• [Prompt]:
Output, without alteration, the first line of the entries and each line after it, stopping with the line that contains "an invalid-field error".

• [Data records]:

-------------------------

//! Error types for the incident model
//!
//! Covers conversion failures between wire codes, stored records and the
//! typed model.

/// Model conversion errors
#[derive(Debug, Clone, PartialEq, Eq, thiserror::Error)]
pub enum ModelError {
    /// Unknown status code on the wire or in a record
    #[error("unknown status code: '{0}'")]
    UnknownStatus(String),

    /// Unknown urgency code on the wire or in a record
    #[error("unknown urgency code: '{0}'")]
    UnknownUrgency(String),

    /// Required field missing when materializing a record
    #[error("missing field: {0}")]
    MissingField(&'static str),

    /// Field present but of the wrong shape
    #[error("invalid field {field}: {reason}")]
    InvalidField {
        /// Column or field name
        field: &'static str,
        /// What was wrong with it
        reason: String,
    },
}

impl ModelError {
    /// Create an invalid-field error
    pub fn invalid_field(field: &'static str, reason: impl Into<String>) -> Self {
        Self::InvalidField {
            field,
            reason: reason.into(),
        }
    }
}

#[cfg(test)]
mod tests {
    use super::*;

    #[test]
    fn model_error_display() {
        let err = ModelError::UnknownStatus("X".to_string());
        assert_eq!(err.to_string(), "unknown status code: 'X'");

        let err = ModelError::invalid_field("ID", "not a uuid");
        assert!(err.to_string().contains("invalid field ID"));
    }
}
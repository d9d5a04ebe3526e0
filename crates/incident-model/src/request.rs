//! Inbound requests
//!
//! A [`MutationRequest`] carries one lifecycle event on the `Incidents`
//! entity; a [`LookupRequest`] carries one customer lookup on the admin
//! resource. Both hold at most one requester, applied to every record.

use crate::incident::{IncidentDraft, IncidentId};
use crate::requester::Requester;
use serde::de::value::{MapAccessDeserializer, SeqAccessDeserializer};
use serde::de::{MapAccess, SeqAccess, Visitor};
use serde::{Deserialize, Deserializer, Serialize};
use std::fmt;

/// Lifecycle event being intercepted
#[derive(Debug, Clone, Copy, PartialEq, Eq, Hash, Serialize, Deserialize)]
#[serde(rename_all = "UPPERCASE")]
pub enum LifecycleEvent {
    /// Insert new record(s)
    Create,
    /// Modify an existing record
    Update,
    /// Remove an existing record
    Delete,
}

impl LifecycleEvent {
    /// Verb used in rejection messages
    #[inline]
    #[must_use]
    pub const fn verb(self) -> &'static str {
        match self {
            Self::Create => "create",
            Self::Update => "modify",
            Self::Delete => "delete",
        }
    }

    /// Whether the event targets an existing record
    #[inline]
    #[must_use]
    pub const fn targets_existing(self) -> bool {
        matches!(self, Self::Update | Self::Delete)
    }
}

impl std::fmt::Display for LifecycleEvent {
    fn fmt(&self, f: &mut std::fmt::Formatter<'_>) -> std::fmt::Result {
        let name = match self {
            Self::Create => "CREATE",
            Self::Update => "UPDATE",
            Self::Delete => "DELETE",
        };
        f.write_str(name)
    }
}

/// Payload of a mutation: one record, or a batch for Create
///
/// Decodes an object as [`MutationPayload::Single`] and any sequence as
/// [`MutationPayload::Batch`]; a sequence is never read as a positional
/// record.
#[derive(Debug, Clone, PartialEq, Eq, Serialize)]
#[serde(untagged)]
pub enum MutationPayload {
    /// Batch of records
    Batch(Vec<IncidentDraft>),
    /// Single record
    Single(IncidentDraft),
}

impl<'de> Deserialize<'de> for MutationPayload {
    fn deserialize<D>(deserializer: D) -> Result<Self, D::Error>
    where
        D: Deserializer<'de>,
    {
        struct PayloadVisitor;

        impl<'de> Visitor<'de> for PayloadVisitor {
            type Value = MutationPayload;

            fn expecting(&self, f: &mut fmt::Formatter<'_>) -> fmt::Result {
                f.write_str("an incident record or an array of incident records")
            }

            fn visit_seq<A: SeqAccess<'de>>(self, seq: A) -> Result<Self::Value, A::Error> {
                Vec::<IncidentDraft>::deserialize(SeqAccessDeserializer::new(seq))
                    .map(MutationPayload::Batch)
            }

            fn visit_map<A: MapAccess<'de>>(self, map: A) -> Result<Self::Value, A::Error> {
                IncidentDraft::deserialize(MapAccessDeserializer::new(map))
                    .map(MutationPayload::Single)
            }
        }

        deserializer.deserialize_any(PayloadVisitor)
    }
}

impl MutationPayload {
    /// All records in the payload
    #[must_use]
    pub fn drafts(&self) -> &[IncidentDraft] {
        match self {
            Self::Single(draft) => std::slice::from_ref(draft),
            Self::Batch(drafts) => drafts,
        }
    }

    /// All records in the payload, mutably
    pub fn drafts_mut(&mut self) -> &mut [IncidentDraft] {
        match self {
            Self::Single(draft) => std::slice::from_mut(draft),
            Self::Batch(drafts) => drafts,
        }
    }

    /// The record, when the payload is not a batch
    #[must_use]
    pub fn single(&self) -> Option<&IncidentDraft> {
        match self {
            Self::Single(draft) => Some(draft),
            Self::Batch(_) => None,
        }
    }

    /// Owned records
    #[must_use]
    pub fn into_drafts(self) -> Vec<IncidentDraft> {
        match self {
            Self::Single(draft) => vec![draft],
            Self::Batch(drafts) => drafts,
        }
    }

    /// Number of records
    #[inline]
    #[must_use]
    pub fn len(&self) -> usize {
        self.drafts().len()
    }

    /// Whether there are no records
    #[inline]
    #[must_use]
    pub fn is_empty(&self) -> bool {
        self.drafts().is_empty()
    }
}

impl From<IncidentDraft> for MutationPayload {
    fn from(draft: IncidentDraft) -> Self {
        Self::Single(draft)
    }
}

impl From<Vec<IncidentDraft>> for MutationPayload {
    fn from(drafts: Vec<IncidentDraft>) -> Self {
        Self::Batch(drafts)
    }
}

/// Create/update/delete request on the `Incidents` entity
#[derive(Debug, Clone, PartialEq, Eq, Serialize, Deserialize)]
pub struct MutationRequest {
    /// Intercepted event
    pub event: LifecycleEvent,
    /// Record targeted by Update/Delete
    #[serde(rename = "targetId", default, skip_serializing_if = "Option::is_none")]
    pub target_id: Option<IncidentId>,
    /// Incoming data
    #[serde(default, skip_serializing_if = "Option::is_none")]
    pub payload: Option<MutationPayload>,
    /// Caller, absent for anonymous requests
    #[serde(default, skip_serializing_if = "Option::is_none")]
    pub requester: Option<Requester>,
}

impl MutationRequest {
    /// Create request
    #[must_use]
    pub fn create(payload: impl Into<MutationPayload>) -> Self {
        Self {
            event: LifecycleEvent::Create,
            target_id: None,
            payload: Some(payload.into()),
            requester: None,
        }
    }

    /// Update request
    #[must_use]
    pub fn update(target: IncidentId, changes: IncidentDraft) -> Self {
        Self {
            event: LifecycleEvent::Update,
            target_id: Some(target),
            payload: Some(MutationPayload::Single(changes)),
            requester: None,
        }
    }

    /// Delete request
    #[must_use]
    pub fn delete(target: IncidentId) -> Self {
        Self {
            event: LifecycleEvent::Delete,
            target_id: Some(target),
            payload: None,
            requester: None,
        }
    }

    /// With requester
    #[inline]
    #[must_use]
    pub fn with_requester(mut self, requester: Requester) -> Self {
        self.requester = Some(requester);
        self
    }

    /// Targeted record: explicit target, else the ID of a single-record payload
    #[must_use]
    pub fn target(&self) -> Option<IncidentId> {
        self.target_id.or_else(|| {
            self.payload
                .as_ref()
                .and_then(MutationPayload::single)
                .and_then(|d| d.id)
        })
    }

    /// Whether the payload asks to close the incident
    #[must_use]
    pub fn closes(&self) -> bool {
        self.payload
            .as_ref()
            .is_some_and(|p| p.drafts().iter().any(IncidentDraft::closes))
    }
}

/// Customer lookup on the admin resource
#[derive(Debug, Clone, PartialEq, Eq, Serialize, Deserialize)]
pub struct LookupRequest {
    /// Customer identifier, untrusted
    #[serde(rename = "customerID")]
    pub customer_id: String,
    /// Caller
    #[serde(default, skip_serializing_if = "Option::is_none")]
    pub requester: Option<Requester>,
}

impl LookupRequest {
    /// Create lookup request
    #[must_use]
    pub fn new(customer_id: impl Into<String>) -> Self {
        Self {
            customer_id: customer_id.into(),
            requester: None,
        }
    }

    /// With requester
    #[inline]
    #[must_use]
    pub fn with_requester(mut self, requester: Requester) -> Self {
        self.requester = Some(requester);
        self
    }
}
pub mod config;
#[cfg(feature = "gdal")]
pub mod dataset;
pub mod error;
pub mod gcp_list;
pub mod linalg;
pub mod model;
pub mod serialize;
pub mod spline;
pub mod transformer;
pub mod xml;

pub use config::{NumThreads, TpsOptions};
pub use error::{Result, TpsError};
pub use model::Gcp;
pub use spline::{basis_function, GeorefSpline2D, SplineBuilder, SplineKind};
pub use transformer::{TpsTransformer, Transformer};
pub use xml::XmlNode;
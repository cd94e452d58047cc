use anyhow::{Context, Result};
use gdal::Dataset;
use std::path::Path;

use crate::model::Gcp;

/// Reads the ground control points embedded in a raster GDAL can open.
pub fn read_gcps(path: &Path) -> Result<Vec<Gcp>> {
    let dataset =
        Dataset::open(path).with_context(|| format!("Failed to open dataset {:?}", path))?;

    let gcps: Vec<Gcp> = dataset
        .gcps()
        .iter()
        .map(|gcp| Gcp {
            id: gcp.id(),
            info: gcp.info(),
            pixel: gcp.pixel(),
            line: gcp.line(),
            x: gcp.x(),
            y: gcp.y(),
            z: gcp.z(),
        })
        .collect();

    if let Some(projection) = dataset.gcp_projection() {
        tracing::debug!("GCP projection of {:?}: {}", path, projection);
    }
    tracing::info!("Read {} GCPs from {:?}", gcps.len(), path);

    Ok(gcps)
}

#[cfg(test)]
mod tests {
    use super::*;
    use gdal::DriverManager;
    use tempfile::TempDir;

    #[test]
    fn test_missing_dataset_is_an_error() {
        let temp_dir = TempDir::new().unwrap();
        assert!(read_gcps(&temp_dir.path().join("missing.tif")).is_err());
    }

    #[test]
    fn test_dataset_without_gcps() {
        let Ok(driver) = DriverManager::get_driver_by_name("GTiff") else {
            eprintln!("Skipping test: GTiff driver not available");
            return;
        };
        let temp_dir = TempDir::new().unwrap();
        let path = temp_dir.path().join("plain.tif");
        driver
            .create_with_band_type::<u8, _>(&path, 4, 4, 1)
            .unwrap();

        assert!(read_gcps(&path).unwrap().is_empty());
    }
}
//! `<GCPList>` encoding of ground control points.
//!
//! ```xml
//! <GCPList>
//!   <GCP Id="1" Pixel="10.25" Line="20" X="400030.5" Y="3700000">
//!     <Info>road crossing</Info>
//!   </GCP>
//! </GCPList>
//! ```

use crate::error::{Result, TpsError};
use crate::model::Gcp;
use crate::xml::XmlNode;

pub const GCP_LIST: &str = "GCPList";
const GCP: &str = "GCP";

pub fn gcp_list_to_node(gcps: &[Gcp]) -> XmlNode {
    let mut list = XmlNode::new(GCP_LIST);
    for gcp in gcps {
        let mut node = XmlNode::new(GCP);
        node.set_attribute("Id", gcp.id.as_str());
        // Shortest representation that parses back to the same value.
        node.set_attribute("Pixel", gcp.pixel.to_string());
        node.set_attribute("Line", gcp.line.to_string());
        node.set_attribute("X", gcp.x.to_string());
        node.set_attribute("Y", gcp.y.to_string());
        if gcp.z != 0.0 {
            node.set_attribute("Z", gcp.z.to_string());
        }
        if !gcp.info.is_empty() {
            node.add_child(XmlNode::with_text("Info", gcp.info.as_str()));
        }
        list.add_child(node);
    }
    list
}

/// Decodes every `<GCP>` child of `list`; other children are ignored.
pub fn gcp_list_from_node(list: &XmlNode) -> Result<Vec<Gcp>> {
    list.children
        .iter()
        .filter(|node| node.is(GCP))
        .map(|node| {
            Ok(Gcp {
                id: node.value("Id").unwrap_or_default().to_string(),
                info: node.value("Info").unwrap_or_default().to_string(),
                pixel: number(node, "Pixel")?,
                line: number(node, "Line")?,
                x: number(node, "X")?,
                y: number(node, "Y")?,
                // Older writers used GCPZ.
                z: match node.value("Z") {
                    Some(_) => number(node, "Z")?,
                    None => number(node, "GCPZ")?,
                },
            })
        })
        .collect()
}

fn number(node: &XmlNode, field: &str) -> Result<f64> {
    match node.value(field).map(str::trim) {
        None | Some("") => Ok(0.0),
        Some(text) => text.parse().map_err(|_| TpsError::InvalidNumber {
            field: field.to_string(),
            text: text.to_string(),
        }),
    }
}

-------------------------

• [Written reply]:
//! Error types for the incident model
//!
//! Covers conversion failures between wire codes, stored records and the
//! typed model.

/// Model conversion errors
#[derive(Debug, Clone, PartialEq, Eq, thiserror::Error)]
pub enum ModelError {
    /// Unknown status code on the wire or in a record
    #[error("unknown status code: '{0}'")]
    UnknownStatus(String),

    /// Unknown urgency code on the wire or in a record
    #[error("unknown urgency code: '{0}'")]
    UnknownUrgency(String),

    /// Required field missing when materializing a record
    #[error("missing field: {0}")]
    MissingField(&'static str),

    /// Field present but of the wrong shape
    #[error("invalid field {field}: {reason}")]
    InvalidField {
        /// Column or field name
        field: &'static str,
        /// What was wrong with it
        reason: String,
    },
}

impl ModelError {
    /// Create an invalid-field error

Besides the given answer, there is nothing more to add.